Il motivo è infondato, alla luce del principio secondo cui colui che attivamente o passivamente si espone all'esito del processo, oltre a conseguire i vantaggi, deve anche sopportare le eventuali conseguenze sfavorevoli che, in ordine alle spese, sono stabilite a suo carico in base al principio della soccombenza e ciò anche se si tratti di spese non rigorosamente consequenziali e strettamente dipendenti dall'attività della parte rimasta soccombente (Cass. n. 9049/2006). 5.- Venendo al ricorso incidentale di Pe.... A., il primo e secondo motivo deducono contraddittorieta e illogicità della motivazione e violazione di legge (sono indicati gli artt. 116 e 229 c.p.c. e art. 2733 c.c.), per avere i giudici di merito ritenuto che egli avesse ricevuto quanto dovutogli, aderendo acriticamente alle conclusioni della c.t.u. e senza una adeguata motivazione, nonché per avere prima affermato che Pe.... Antonio era socio effettivo e poi liquidato il capitale soltanto in favore di Giovanni Pe.... e Br.... Francesco.

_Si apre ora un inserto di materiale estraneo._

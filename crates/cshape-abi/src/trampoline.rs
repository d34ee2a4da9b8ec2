//! Comparator trampolines for `qsort` and `bsearch`.
//!
//! The native routines call back through a plain `extern "C"` function
//! pointer that carries no user data. [`compare_trampoline`] is that fixed
//! entry point; the managed comparator and the element stride live in a
//! per-call [`ComparatorFrame`] pushed onto a thread-local stack for the
//! duration of the native call. Nested sorts (a comparator that itself sorts)
//! push their own frame, and sorts on other threads have their own stack, so
//! calls never see each other's closures.
//!
//! A panicking comparator must not unwind through C frames. The trampoline
//! catches the panic, answers "equal" for the rest of the native call, and the
//! panic is resumed once the native routine has returned.

use std::any::Any;
use std::cell::RefCell;
use std::cmp::Ordering;
use std::ffi::{c_int, c_void};
use std::panic::{self, AssertUnwindSafe};
use std::marker::PhantomData;
use std::{mem, ptr, slice};

use crate::error::BindError;
use crate::metrics::{AbiMetrics, abi_metrics};

/// View of one element inside the array being sorted or searched.
#[derive(Debug, Clone, Copy)]
pub struct ElementView<'a> {
    ptr: *const u8,
    stride: usize,
    _array: PhantomData<&'a [u8]>,
}

impl<'a> ElementView<'a> {
    /// Native address the routine handed to the comparator.
    #[must_use]
    pub fn addr(&self) -> usize {
        self.ptr as usize
    }

    #[must_use]
    pub fn stride(&self) -> usize {
        self.stride
    }

    /// The element's bytes, `stride` long.
    #[must_use]
    pub fn bytes(&self) -> &'a [u8] {
        // SAFETY: views handed to byte-level comparators point into an
        // initialized `[u8]` borrowed for `'a`; typed helpers never call this.
        unsafe { slice::from_raw_parts(self.ptr, self.stride) }
    }
}

type NativeComparator = unsafe extern "C" fn(*const c_void, *const c_void) -> c_int;

struct ComparatorFrame<'f> {
    compare: &'f mut dyn FnMut(ElementView<'_>, ElementView<'_>) -> Ordering,
    stride: usize,
    panic: Option<Box<dyn Any + Send>>,
}

thread_local! {
    /// Type-erased `*mut ComparatorFrame` for each native call in progress.
    static ACTIVE: RefCell<Vec<*mut ()>> = const { RefCell::new(Vec::new()) };
}

/// Pops the frame pushed for one native call, also on unwind.
struct ActiveFrame;

impl ActiveFrame {
    fn push(frame: &mut ComparatorFrame<'_>) -> Self {
        let raw = ptr::from_mut(frame).cast::<()>();
        ACTIVE.with(|stack| stack.borrow_mut().push(raw));
        Self
    }
}

impl Drop for ActiveFrame {
    fn drop(&mut self) {
        ACTIVE.with(|stack| {
            stack.borrow_mut().pop();
        });
    }
}

/// Fixed native entry point handed to `qsort`/`bsearch`.
extern "C" fn compare_trampoline(a: *const c_void, b: *const c_void) -> c_int {
    // Copy the pointer out so no RefCell borrow is held while the comparator
    // runs; a nested sort pushes onto the same stack.
    let Some(raw) = ACTIVE.with(|stack| stack.borrow().last().copied()) else {
        return 0;
    };
    // SAFETY: `raw` was pushed by `with_frame` for the native call currently
    // executing on this thread and stays valid until that call returns.
    let frame = unsafe { &mut *raw.cast::<ComparatorFrame<'_>>() };
    if frame.panic.is_some() {
        return 0;
    }
    AbiMetrics::inc(&abi_metrics().trampoline_calls);

    // The native routine only passes addresses of elements inside the array
    // (or the key) it was given, each `stride` bytes long.
    let left = ElementView {
        ptr: a.cast(),
        stride: frame.stride,
        _array: PhantomData,
    };
    let right = ElementView {
        ptr: b.cast(),
        stride: frame.stride,
        _array: PhantomData,
    };

    let compare = &mut *frame.compare;
    match panic::catch_unwind(AssertUnwindSafe(|| compare(left, right))) {
        Ok(ordering) => ordering as c_int,
        Err(payload) => {
            frame.panic = Some(payload);
            0
        }
    }
}

/// Run `call` with the comparator installed, then resume any comparator panic.
fn with_frame<R>(
    stride: usize,
    compare: &mut dyn FnMut(ElementView<'_>, ElementView<'_>) -> Ordering,
    call: impl FnOnce(NativeComparator) -> R,
) -> R {
    let mut frame = ComparatorFrame {
        compare,
        stride,
        panic: None,
    };
    let result = {
        let _active = ActiveFrame::push(&mut frame);
        call(compare_trampoline)
    };
    if let Some(payload) = frame.panic.take() {
        panic::resume_unwind(payload);
    }
    result
}

fn check_layout(len: usize, size: usize) -> Result<usize, BindError> {
    if size == 0 {
        return Err(BindError::ElementLayout {
            reason: "element size is zero",
        });
    }
    if len % size != 0 {
        return Err(BindError::ElementLayout {
            reason: "buffer length is not a multiple of the element size",
        });
    }
    Ok(len / size)
}

/// # Safety
///
/// `base` must be valid for reads and writes of `count * size` bytes for the
/// duration of the call.
unsafe fn qsort_raw(
    base: *mut c_void,
    count: usize,
    size: usize,
    compare: &mut dyn FnMut(ElementView<'_>, ElementView<'_>) -> Ordering,
) {
    if count < 2 {
        return;
    }
    AbiMetrics::inc(&abi_metrics().native_calls);
    with_frame(size, compare, |trampoline| {
        // SAFETY: guaranteed by the caller.
        unsafe { libc::qsort(base, count, size, Some(trampoline)) }
    });
}

/// # Safety
///
/// `key` must be valid for `size` bytes and `base` for `count * size` bytes.
unsafe fn bsearch_raw(
    key: *const c_void,
    base: *const c_void,
    count: usize,
    size: usize,
    compare: &mut dyn FnMut(ElementView<'_>, ElementView<'_>) -> Ordering,
) -> Option<usize> {
    if count == 0 {
        return None;
    }
    AbiMetrics::inc(&abi_metrics().native_calls);
    let found = with_frame(size, compare, |trampoline| {
        // SAFETY: guaranteed by the caller.
        unsafe { libc::bsearch(key, base, count, size, Some(trampoline)) }
    });
    (!found.is_null()).then(|| (found as usize - base as usize) / size)
}

// ---------------------------------------------------------------------------
// Raw element arrays
// ---------------------------------------------------------------------------

/// Sort `base`, viewed as `base.len() / size` elements, with the native `qsort`.
pub fn sort_elements(
    base: &mut [u8],
    size: usize,
    mut compare: impl FnMut(ElementView<'_>, ElementView<'_>) -> Ordering,
) -> Result<(), BindError> {
    let count = check_layout(base.len(), size)?;
    // SAFETY: `base` is exclusively borrowed and holds `count * size` bytes.
    unsafe { qsort_raw(base.as_mut_ptr().cast(), count, size, &mut compare) };
    Ok(())
}

/// Binary-search sorted `base` for `key` with the native `bsearch`.
///
/// Returns the index of a matching element.
pub fn search_elements(
    key: &[u8],
    base: &[u8],
    size: usize,
    mut compare: impl FnMut(ElementView<'_>, ElementView<'_>) -> Ordering,
) -> Result<Option<usize>, BindError> {
    let count = check_layout(base.len(), size)?;
    if key.len() != size {
        return Err(BindError::ElementLayout {
            reason: "key length differs from the element size",
        });
    }
    // SAFETY: `key` holds one element and `base` holds `count`.
    Ok(unsafe { bsearch_raw(key.as_ptr().cast(), base.as_ptr().cast(), count, size, &mut compare) })
}

// ---------------------------------------------------------------------------
// Typed slices
// ---------------------------------------------------------------------------

/// # Safety
///
/// `view` must point at a properly aligned, initialized `T` that lives for `'a`.
unsafe fn element<'a, T>(view: ElementView<'a>) -> &'a T {
    // SAFETY: guaranteed by the caller.
    unsafe { &*view.ptr.cast::<T>() }
}

fn typed_size<T>() -> Result<usize, BindError> {
    match mem::size_of::<T>() {
        0 => Err(BindError::ElementLayout {
            reason: "element size is zero",
        }),
        size => Ok(size),
    }
}

/// Sort a slice in place through the native `qsort`.
pub fn sort_slice<T: Copy>(
    items: &mut [T],
    mut compare: impl FnMut(&T, &T) -> Ordering,
) -> Result<(), BindError> {
    let size = typed_size::<T>()?;
    let mut adapter = |a: ElementView<'_>, b: ElementView<'_>| {
        // SAFETY: qsort hands out addresses of elements of `items`, which
        // are aligned `T`s.
        let (a, b) = unsafe { (element::<T>(a), element::<T>(b)) };
        compare(a, b)
    };
    // SAFETY: `items` is exclusively borrowed; `T: Copy` values may be moved
    // bytewise by the native routine.
    unsafe { qsort_raw(items.as_mut_ptr().cast(), items.len(), size, &mut adapter) };
    Ok(())
}

/// Binary-search a sorted slice through the native `bsearch`.
pub fn search_slice<T: Copy>(
    items: &[T],
    key: &T,
    mut compare: impl FnMut(&T, &T) -> Ordering,
) -> Result<Option<usize>, BindError> {
    let size = typed_size::<T>()?;
    let mut adapter = |a: ElementView<'_>, b: ElementView<'_>| {
        // SAFETY: bsearch passes the key and elements of `items`, all
        // aligned `T`s.
        let (a, b) = unsafe { (element::<T>(a), element::<T>(b)) };
        compare(a, b)
    };
    let key: *const T = key;
    // SAFETY: `key` is one `T` and `items` holds `items.len()` of them.
    Ok(unsafe {
        bsearch_raw(
            key.cast(),
            items.as_ptr().cast(),
            items.len(),
            size,
            &mut adapter,
        )
    })
}

#[cfg(test)]
mod tests {
    use super::*;

    #[test]
    fn sorts_integers_ascending_and_descending() {
        let mut values = [5_i32, -3, 9, 0, 2, 2, -8];
        sort_slice(&mut values, |a, b| a.cmp(b)).unwrap();
        assert_eq!(values, [-8, -3, 0, 2, 2, 5, 9]);
        sort_slice(&mut values, |a, b| b.cmp(a)).unwrap();
        assert_eq!(values, [9, 5, 2, 2, 0, -3, -8]);
    }

    #[test]
    fn search_finds_present_and_misses_absent() {
        let values = [1_u64, 3, 5, 7, 11];
        assert_eq!(search_slice(&values, &7, |a, b| a.cmp(b)).unwrap(), Some(3));
        assert_eq!(search_slice(&values, &4, |a, b| a.cmp(b)).unwrap(), None);
        assert_eq!(search_slice(&[] as &[u64], &4, |a, b| a.cmp(b)).unwrap(), None);
    }

    #[test]
    fn element_views_are_stride_aligned_within_the_array() {
        let mut raw: Vec<u8> = vec![3, 0, 1, 0, 2, 0, 9, 9];
        let base = raw.as_ptr() as usize;
        let len = raw.len();
        let mut seen = Vec::new();
        sort_elements(&mut raw, 2, |a, b| {
            for view in [a, b] {
                assert_eq!(view.bytes().len(), 2);
                assert!(view.addr() >= base && view.addr() < base + len);
                assert_eq!((view.addr() - base) % 2, 0);
            }
            seen.push((a.bytes()[0], b.bytes()[0]));
            a.bytes()[0].cmp(&b.bytes()[0])
        })
        .unwrap();
        assert_eq!(raw, vec![1, 0, 2, 0, 3, 0, 9, 9]);
        assert!(!seen.is_empty());
    }

    #[test]
    fn bad_layouts_are_refused() {
        let mut raw = [0_u8; 5];
        assert_eq!(
            sort_elements(&mut raw, 2, |_, _| Ordering::Equal).unwrap_err().kind(),
            "ElementLayout"
        );
        assert_eq!(
            sort_elements(&mut raw, 0, |_, _| Ordering::Equal).unwrap_err().kind(),
            "ElementLayout"
        );
        assert_eq!(
            search_elements(&[0; 3], &[0; 4], 2, |_, _| Ordering::Equal)
                .unwrap_err()
                .kind(),
            "ElementLayout"
        );
        let mut units = [(), ()];
        assert!(sort_slice(&mut units, |_, _| Ordering::Equal).is_err());
    }

    #[test]
    fn nested_sort_inside_a_comparator_uses_its_own_frame() {
        let mut outer = [3_i32, 1, 2];
        sort_slice(&mut outer, |a, b| {
            let mut inner = [9_u8, 7, 8];
            sort_slice(&mut inner, |x, y| x.cmp(y)).unwrap();
            assert_eq!(inner, [7, 8, 9]);
            a.cmp(b)
        })
        .unwrap();
        assert_eq!(outer, [1, 2, 3]);
    }

    #[test]
    fn comparator_panic_resumes_after_native_return() {
        let mut values = [4_i32, 3, 2, 1];
        let result = panic::catch_unwind(AssertUnwindSafe(|| {
            let _ = sort_slice(&mut values, |_, _| panic!("comparator failed"));
        }));
        assert!(result.is_err());
        ACTIVE.with(|stack| assert!(stack.borrow().is_empty()));
        // The trampoline still works after a panic.
        sort_slice(&mut values, |a, b| a.cmp(b)).unwrap();
        assert_eq!(values, [1, 2, 3, 4]);
    }

    #[test]
    fn sorts_on_separate_threads_do_not_interfere() {
        let workers: Vec<_> = (0..4_i64)
            .map(|t| {
                std::thread::spawn(move || {
                    let mut values: Vec<i64> = (0..200).map(|i| (i * 7919 + t) % 211).collect();
                    sort_slice(&mut values, |a, b| a.cmp(b)).unwrap();
                    values.windows(2).all(|w| w[0] <= w[1])
                })
            })
            .collect();
        for w in workers {
            assert!(w.join().unwrap());
        }
    }
}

Entrambi i motivi sono inammissibili: quello relativo alla c.t.u., per le ragioni espresse in risposta al primo motivo del ricorso principale; quello relativo all'asserita contraddittorietà della motivazione, perché prescinde dalle ragioni esposte dai giudici di merito, i quali hanno osservato che Pe.... A. ha ricevuto regolarmente i compensi per il suo lavoro di "direzione svolto all'interno dell'azienda e, in particolare, per la sua funzione di amministratore della società" e che per l'attività di factotum e di socio della società "nessuna somma può essergli riconosciuta" non avendo egli "richiesto alcunché".
6.- Il terzo motivo dell'incidentale deduce violazione di legge per avere i giudici di merito ritenuto sussistente la prova del fatto estintivo del diritto al compenso azionato da Pe.... A. mediante semplice relazione alle argomentazioni del c.t.u.. Il motivo ripropone la medesima critica alla c.t.u. giudicata inammissibile in relazione al primo motivo del ricorso principale. 7.- Il quarto motivo ripropone la medesima questione sulle spese, giudicata infondata, introdotta nel quarto motivo del ricorso principale di Pe.... G..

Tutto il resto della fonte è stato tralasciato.